Altin Kryeziu

Personal information
- Date of birth: 3 January 2002 (age 24)
- Place of birth: Kranj, Slovenia
- Height: 1.84 m (6 ft 0 in)
- Position: Midfielder

Team information
- Current team: Egnatia
- Number: 23

Youth career
- 2011–2019: Triglav Kranj
- 2019–2020: SPAL
- 2020–2021: Torino

Senior career*
- Years: Team / Apps / (Gls)
- 2019–2020: SPAL / 0 / (0)
- 2020–2022: Torino / 0 / (0)
- 2021–2022: → Virton (loan) / 14 / (0)
- 2022: → Tabor Sežana (loan) / 7 / (0)
- 2022–2023: Maribor / 4 / (0)
- 2023–2024: Laçi / 46 / (1)
- 2025: Andijon / 15 / (1)
- 2025–: Egnatia / 30 / (0)

International career^{‡}
- 2018: Slovenia U17 / 3 / (0)
- 2019: Kosovo U17 / 2 / (0)
- 2020–2021: Kosovo U21 / 7 / (0)

= Altin Kryeziu =

Slovenian-Kosovan footballer

Altin Kryeziu (born 3 January 2002) is a professional footballer who plays as a midfielder for Kategoria Superiore club Egnatia. Born in Slovenia, he represented both Slovenia and Kosovo internationally.

==Club career==
===Early career and SPAL===
Kryeziu was born and raised in Kranj, Slovenia, where he started playing football at Triglav Kranj. In 2019, he was transferred to Serie A club SPAL. On 27 October 2019, he was named as a first team substitute for the first time in a league match against Napoli.

===Torino===
On 25 September 2020, Kryeziu joined Serie A side Torino. Two days later, he made his debut for the youth team in a 1–0 home defeat against Sassuolo after coming on as a substitute. On 22 November 2020, he was an unused substitute in Torino's Serie A game against Internazionale.

====Loan at Virton====
In August 2021, Kryeziu was sent on a season-long loan to Belgian First Division B side Virton. Two days after joining, he made his debut in a 2–0 away defeat against Lierse Kempenzonen after being named in the starting line-up.
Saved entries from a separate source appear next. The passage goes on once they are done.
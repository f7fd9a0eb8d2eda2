//! Configuration loading
//!
//! Resolves the document to load, runs the schema-validating parser (see
//! [`loader`]), follows codec-probe redirects by restarting the parse on the
//! alternate document, then eagerly binds every control and applies the
//! `<init>` path before the model becomes reachable.

use std::fs;
use std::path::{Path as FsPath, PathBuf};

use thiserror::Error;
use tracing::{debug, info};

use super::control::{BindError, Ctl};
use super::device::Path;
use super::mixer::{MixerBackend, MixerError, MixerOpener};
use super::routing::Model;

pub mod loader;

/// Longest accepted codec-probe redirect chain. The self-redirect check
/// catches A→A; this bounds A→B→A and longer cycles.
pub const MAX_REDIRECTS: usize = 4;

/// Environment variable naming the product when no explicit document path is
/// given; the default document is `<etc_dir>/audio.<product>.xml`.
pub const PRODUCT_ENV: &str = "TINYHAL_PRODUCT";

#[derive(Debug, Error)]
pub enum ConfigError {
    #[error("Cannot read {path}: {source}")]
    Io {
        path: PathBuf,
        source: std::io::Error,
    },

    #[error("XML error at line {line}: {msg}")]
    Xml { line: usize, msg: String },

    #[error("Unknown element <{name}> at line {line}")]
    UnknownElement { line: usize, name: String },

    #[error("Element <{name}> not allowed here (line {line})")]
    Misplaced { line: usize, name: String },

    #[error("Unknown attribute '{attr}' on <{element}> at line {line}")]
    UnknownAttr {
        line: usize,
        element: String,
        attr: String,
    },

    #[error("Missing attribute '{attr}' on <{element}> at line {line}")]
    MissingAttr {
        line: usize,
        element: String,
        attr: &'static str,
    },

    #[error("Bad value '{value}' for '{attr}' at line {line}")]
    BadValue {
        line: usize,
        attr: &'static str,
        value: String,
    },

    #[error("Element nesting too deep at line {line}")]
    TooDeep { line: usize },

    #[error("Device '{name}' defined twice (line {line})")]
    DuplicateDevice { line: usize, name: String },

    #[error("Duplicate path '{name}' on one device (line {line})")]
    DuplicatePath { line: usize, name: String },

    #[error("Duplicate stream name '{name}' (line {line})")]
    DuplicateStream { line: usize, name: String },

    #[error("'{name}' is not a recognised device (line {line})")]
    UnknownDevice { line: usize, name: String },

    #[error("Path '{name}' is not defined on any device (line {line})")]
    UnknownPath { line: usize, name: String },

    #[error("Stream of type hw needs a name (line {line})")]
    NamelessHwStream { line: usize },

    #[error("<mixer> needs exactly one of 'card' or 'name' (line {line})")]
    MixerCardAttrs { line: usize },

    #[error("No sound card named '{name}'")]
    NoCardNamed { name: String },

    #[error("Cannot open mixer (line {line}): {source}")]
    MixerOpen { line: usize, source: MixerError },

    #[error("Document declares no <mixer>")]
    MissingMixer,

    #[error("Codec probe redirects to the current document (line {line})")]
    ProbeSelfRedirect { line: usize },

    #[error("Codec probe redirect chain exceeds {0} documents")]
    TooManyRedirects(usize),

    #[error("Control '{name}' at line {line} rejected: {source}")]
    BadControl {
        line: usize,
        name: String,
        source: BindError,
    },

    #[error("No configuration path and no product identifier")]
    NoConfigPath,
}

/// Bootstrap options. Everything the manager touches in the environment is
/// injected here so tests can redirect it.
#[derive(Debug, Clone)]
pub struct CmOptions {
    /// Absolute path of the root document; when absent the default document
    /// for the product is used.
    pub config_path: Option<PathBuf>,
    /// Directory holding the default `audio.<product>.xml` documents.
    pub etc_dir: PathBuf,
    /// Root of the proc filesystem used for card-by-name resolution.
    pub proc_root: PathBuf,
    /// Product identifier; falls back to the `TINYHAL_PRODUCT` variable.
    pub product: Option<String>,
}

impl Default for CmOptions {
    fn default() -> Self {
        Self {
            config_path: None,
            etc_dir: PathBuf::from("/etc"),
            proc_root: PathBuf::from("/proc"),
            product: None,
        }
    }
}

impl CmOptions {
    pub fn with_config(path: impl Into<PathBuf>) -> Self {
        Self {
            config_path: Some(path.into()),
            ..Self::default()
        }
    }
}

/// Everything one successful document parse produces.
pub(crate) struct ParsedDoc {
    pub(crate) model: Model,
    pub(crate) mixer: Box<dyn MixerBackend>,
    pub(crate) init: Option<Path>,
}

fn resolve_document(options: &CmOptions) -> Result<PathBuf, ConfigError> {
    if let Some(path) = &options.config_path {
        return Ok(path.clone());
    }
    let product = options
        .product
        .clone()
        .or_else(|| std::env::var(PRODUCT_ENV).ok())
        .ok_or(ConfigError::NoConfigPath)?;
    Ok(options.etc_dir.join(format!("audio.{product}.xml")))
}

/// Load the configuration, following codec-probe redirects. Each redirect
/// discards all partial state and restarts the parser on the alternate
/// document.
pub(crate) fn load(
    options: &CmOptions,
    opener: &dyn MixerOpener,
) -> Result<(Model, Box<dyn MixerBackend>), ConfigError> {
    let mut doc = resolve_document(options)?;
    for _ in 0..=MAX_REDIRECTS {
        info!("Loading audio configuration from {}", doc.display());
        let text = fs::read_to_string(&doc).map_err(|e| ConfigError::Io {
            path: doc.clone(),
            source: e,
        })?;
        let parser = loader::DocParser::new(&text, &doc, options, opener);
        match parser.run()? {
            loader::Outcome::Done(parsed) => return finish(parsed),
            loader::Outcome::Redirect(next) => {
                info!("Codec probe redirect to {}", next.display());
                doc = next;
            }
        }
    }
    Err(ConfigError::TooManyRedirects(MAX_REDIRECTS))
}

/// Post-parse phase: bind every control eagerly, resolve volume ranges,
/// apply the initial path once, and shrink the tables to their final size.
fn finish(parsed: ParsedDoc) -> Result<(Model, Box<dyn MixerBackend>), ConfigError> {
    let ParsedDoc {
        mut model,
        mut mixer,
        init,
    } = parsed;

    for device in &mut model.devices {
        for path in &mut device.paths {
            for ctl in &mut path.ctls {
                bind_strict(ctl, mixer.as_mut())?;
            }
        }
    }
    for stream in &mut model.streams {
        for usecase in &mut stream.usecases {
            for case in &mut usecase.cases {
                for ctl in &mut case.ctls {
                    bind_strict(ctl, mixer.as_mut())?;
                }
            }
        }
        for vol in [&mut stream.left_vol, &mut stream.right_vol]
            .into_iter()
            .flatten()
        {
            match vol.bind(mixer.as_mut()) {
                Ok(true) => {}
                Ok(false) => debug!("Volume control '{}' not found at load, deferred", vol.name),
                Err(e) => {
                    return Err(ConfigError::BadControl {
                        line: vol.line,
                        name: vol.name.clone(),
                        source: BindError::Mixer(e),
                    })
                }
            }
        }
    }

    if let Some(mut path) = init {
        for ctl in &mut path.ctls {
            bind_strict(ctl, mixer.as_mut())?;
        }
        debug!("Applying initial path ({} controls)", path.ctls.len());
        path.apply(mixer.as_mut());
    }

    model.shrink();
    Ok((model, mixer))
}

/// Load-time binding: a missing control stays unresolved for a later rebind,
/// but a control that exists and fails conversion fails the whole load.
fn bind_strict(ctl: &mut Ctl, mixer: &mut dyn MixerBackend) -> Result<(), ConfigError> {
    match ctl.bind(mixer) {
        Ok(true) => Ok(()),
        Ok(false) => {
            debug!("Control '{}' not found at load, deferred", ctl.name);
            Ok(())
        }
        Err(source) => Err(ConfigError::BadControl {
            line: ctl.line,
            name: ctl.name.clone(),
            source,
        }),
    }
}

/// Resolve `<mixer name=…>` by scanning `<proc_root>/asound/card*/id`. The
/// lowest matching card number wins.
pub(crate) fn card_for_name(proc_root: &FsPath, wanted: &str) -> Result<u32, ConfigError> {
    let asound = proc_root.join("asound");
    let entries = fs::read_dir(&asound).map_err(|e| ConfigError::Io {
        path: asound.clone(),
        source: e,
    })?;

    let mut found: Option<u32> = None;
    for entry in entries.flatten() {
        let file_name = entry.file_name();
        let Some(card_num) = file_name
            .to_str()
            .and_then(|n| n.strip_prefix("card"))
            .and_then(|n| n.parse::<u32>().ok())
        else {
            continue;
        };
        let Ok(id) = fs::read_to_string(entry.path().join("id")) else {
            continue;
        };
        if id.trim() == wanted {
            found = Some(found.map_or(card_num, |f| f.min(card_num)));
        }
    }
    found.ok_or_else(|| ConfigError::NoCardNamed {
        name: wanted.to_string(),
    })
}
====Loan at Tabor Sežana====
On 10 February 2022, Kryeziu joined Slovenian PrvaLiga side Tabor Sežana on loan for the remainder of the 2021–22 season.

===Maribor===
On 12 October 2022, Kryeziu signed for reigning Slovenian champions Maribor until the end of the 2023–24 season.

==International career==
===Slovenia===
On 23 August 2018, Kryeziu received a call-up from Slovenia U17 for the friendly matches against Switzerland U17. Five days later, he made his debut with Slovenia U17 in the first friendly match against Switzerland U17 after coming on as a 57th minute substitute in place of Jan Majcen.

===Kosovo===
On 29 August 2020, Kryeziu received a call-up from Kosovo U21 for the 2021 UEFA European Under-21 Championship qualification match against England U21, and made his debut after being named in the starting line-up.